American physician and writer (born 1947)

Mark Vonnegut (born May 11, 1947) is an American pediatrician and author. He is the son of writer Kurt Vonnegut. He is the brother of Edith Vonnegut and Nanette Vonnegut. He described himself in the preface to his 1975 book as "a hippie, son of a counterculture hero, BA in religion, (with a) genetic disposition to schizophrenia."

== Education ==
Mark Vonnegut (whom his parents named after Mark Twain) graduated from Swarthmore College in 1969. He briefly worked at Duthie Books and was also briefly chief of a 20-man detachment of special state police that provided the security for Boston State Hospital. During the Vietnam War, he filed an application with the draft board to be considered a conscientious objector, which was denied. After taking the psychological examination, he was given a psychiatric 4-F classification and avoided conscription into the U.S. military.

During his undergraduate years, he set out to become a Unitarian minister. He eventually abandoned that goal.

== Writing ==
He is the author of The Eden Express (1975), which describes his trip to British Columbia to set up a commune with his friends and his personal experiences with schizophrenia, which at that time he attributed to stress, diet and, in part, drug use. During this period, he lived mainly at the commune at Powell Lake, located 18 kilometres by boat from the nearest road or electricity. The book is widely cited as useful for those coping with schizophrenia.

On February 14, 1971, he was diagnosed with severe schizophrenia and committed to Hollywood Hospital in Vancouver. Standard psychotherapy did not help him, and most of his doctors said his case was hopeless.

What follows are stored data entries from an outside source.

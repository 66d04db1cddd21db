//! Wire protocol error types.

use thiserror::Error;

/// Payload encoding and decoding errors
#[derive(Error, Debug)]
pub enum WireError {
    /// Payload could not be serialized
    #[error("si payload encode failed")]
    Encode,

    /// Payload bytes are not a stream initiation element
    #[error("si payload decode failed: {0}")]
    Decode(String),
}

/// Ways a peer response can miss the submit form shape
#[derive(Error, Debug, Clone, PartialEq, Eq)]
pub enum FormShapeError {
    /// Form type is not `submit`
    #[error("form type {0:?} is not submit")]
    WrongType(String),

    /// Form does not carry exactly one field
    #[error("expected exactly one field, got {0}")]
    FieldCount(usize),

    /// The single field is not the stream method field
    #[error("unexpected field {0:?}")]
    WrongField(String),

    /// The stream method field does not carry exactly one value
    #[error("expected exactly one selected value, got {0}")]
    ValueCount(usize),
}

Vonnegut first attributed his recovery to orthomolecular megavitamin therapy and then wrote The Eden Express. In this book, he states that "approximately a third - improve without any treatment. Whatever shrink happens to be standing around when such remissions occur is usually willing to assume credit".

Vonnegut published an article in The New England Journal of Medicine, December 27, 2007, and has published several short pieces on pediatrics and other topics in The Boston Globe and The Patriot Ledger. He has served on the National Institute for Health Consensus Conference on ADHD since November 1999.

Vonnegut published his second book, Just Like Someone Without Mental Illness Only More So, in 2010. Like The Eden Express, it is autobiographical. His third book, The Heart of Caring: A Life in Pediatrics, was published in 2022.

== Medical career ==
After the publication of his first book, Vonnegut studied medicine at Harvard Medical School and later came to the conclusion that he actually had bipolar disorder. Vonnegut graduated from Harvard Medical School in 1979. After graduation, Vonnegut completed a pediatric Internship and Residency at Massachusetts General Hospital.

He has practiced pediatrics for over 40 years, opening his own practice, M.V. Pediatrics, in 2001. He was formerly a pediatrician in Quincy, Massachusetts, until his retirement in mid-2023.

== Personal life ==
Vonnegut has been married twice and has three children. He first married in 1975 and had two sons - that marriage ended in divorce. In 1999, he married Barbara Sibert. Together, they have one son.